MATERIAL FOR THE TASK:
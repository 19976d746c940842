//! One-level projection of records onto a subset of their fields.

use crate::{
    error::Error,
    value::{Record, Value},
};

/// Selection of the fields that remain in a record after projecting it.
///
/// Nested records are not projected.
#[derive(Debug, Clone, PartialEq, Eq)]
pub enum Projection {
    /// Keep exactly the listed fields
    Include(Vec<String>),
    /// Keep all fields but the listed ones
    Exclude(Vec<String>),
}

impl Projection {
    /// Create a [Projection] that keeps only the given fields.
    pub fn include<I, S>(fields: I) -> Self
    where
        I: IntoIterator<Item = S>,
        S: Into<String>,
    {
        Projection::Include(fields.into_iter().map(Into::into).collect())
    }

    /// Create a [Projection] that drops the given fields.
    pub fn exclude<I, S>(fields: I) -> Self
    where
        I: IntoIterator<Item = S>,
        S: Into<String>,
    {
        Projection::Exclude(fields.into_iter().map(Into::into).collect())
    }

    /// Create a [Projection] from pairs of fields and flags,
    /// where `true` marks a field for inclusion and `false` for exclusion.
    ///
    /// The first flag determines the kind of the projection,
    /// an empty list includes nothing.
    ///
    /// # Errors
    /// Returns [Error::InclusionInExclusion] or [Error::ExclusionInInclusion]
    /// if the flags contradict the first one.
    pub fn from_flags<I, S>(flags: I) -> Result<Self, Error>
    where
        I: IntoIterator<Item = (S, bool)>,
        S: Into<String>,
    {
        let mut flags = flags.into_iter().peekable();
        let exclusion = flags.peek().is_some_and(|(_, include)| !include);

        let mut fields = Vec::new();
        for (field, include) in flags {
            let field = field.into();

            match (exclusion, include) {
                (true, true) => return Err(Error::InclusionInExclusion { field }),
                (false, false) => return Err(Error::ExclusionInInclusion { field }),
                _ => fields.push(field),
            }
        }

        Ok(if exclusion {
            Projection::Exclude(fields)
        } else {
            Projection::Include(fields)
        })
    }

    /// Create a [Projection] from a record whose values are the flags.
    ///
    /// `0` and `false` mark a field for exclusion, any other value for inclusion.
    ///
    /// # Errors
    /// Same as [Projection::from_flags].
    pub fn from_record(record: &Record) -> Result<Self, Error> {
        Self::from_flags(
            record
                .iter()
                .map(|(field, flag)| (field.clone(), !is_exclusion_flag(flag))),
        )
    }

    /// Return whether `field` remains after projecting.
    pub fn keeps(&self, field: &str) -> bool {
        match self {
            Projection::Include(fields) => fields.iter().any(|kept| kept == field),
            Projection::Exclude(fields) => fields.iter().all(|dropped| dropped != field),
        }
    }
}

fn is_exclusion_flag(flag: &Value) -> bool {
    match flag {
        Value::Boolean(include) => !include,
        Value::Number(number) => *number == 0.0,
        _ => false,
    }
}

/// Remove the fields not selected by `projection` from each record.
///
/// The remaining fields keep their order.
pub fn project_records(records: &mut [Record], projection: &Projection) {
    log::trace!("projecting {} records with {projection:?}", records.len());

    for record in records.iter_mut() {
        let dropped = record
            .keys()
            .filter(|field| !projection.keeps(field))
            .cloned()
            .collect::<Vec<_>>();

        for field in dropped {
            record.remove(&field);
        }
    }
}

---

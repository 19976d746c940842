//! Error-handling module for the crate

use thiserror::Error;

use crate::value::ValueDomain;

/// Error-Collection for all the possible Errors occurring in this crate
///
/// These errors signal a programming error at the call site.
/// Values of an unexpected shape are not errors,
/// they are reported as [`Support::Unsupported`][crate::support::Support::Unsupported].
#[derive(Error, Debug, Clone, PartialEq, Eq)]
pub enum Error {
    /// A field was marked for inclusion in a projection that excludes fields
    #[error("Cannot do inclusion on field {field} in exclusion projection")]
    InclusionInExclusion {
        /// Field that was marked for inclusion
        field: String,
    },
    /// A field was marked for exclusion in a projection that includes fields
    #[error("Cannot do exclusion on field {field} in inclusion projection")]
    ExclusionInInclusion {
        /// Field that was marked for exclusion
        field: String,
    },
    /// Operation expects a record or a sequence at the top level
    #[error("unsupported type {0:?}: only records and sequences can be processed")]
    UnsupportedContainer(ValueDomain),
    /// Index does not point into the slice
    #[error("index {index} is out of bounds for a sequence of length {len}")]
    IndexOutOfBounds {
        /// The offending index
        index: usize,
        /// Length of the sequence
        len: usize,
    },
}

REQUIREMENT: Return all lines in the entries above that carry the word "Cannot".

WRITTEN ANSWER:
    #[error("Cannot do inclusion on field {field} in exclusion projection")]
    #[error("Cannot do exclusion on field {field} in inclusion projection")]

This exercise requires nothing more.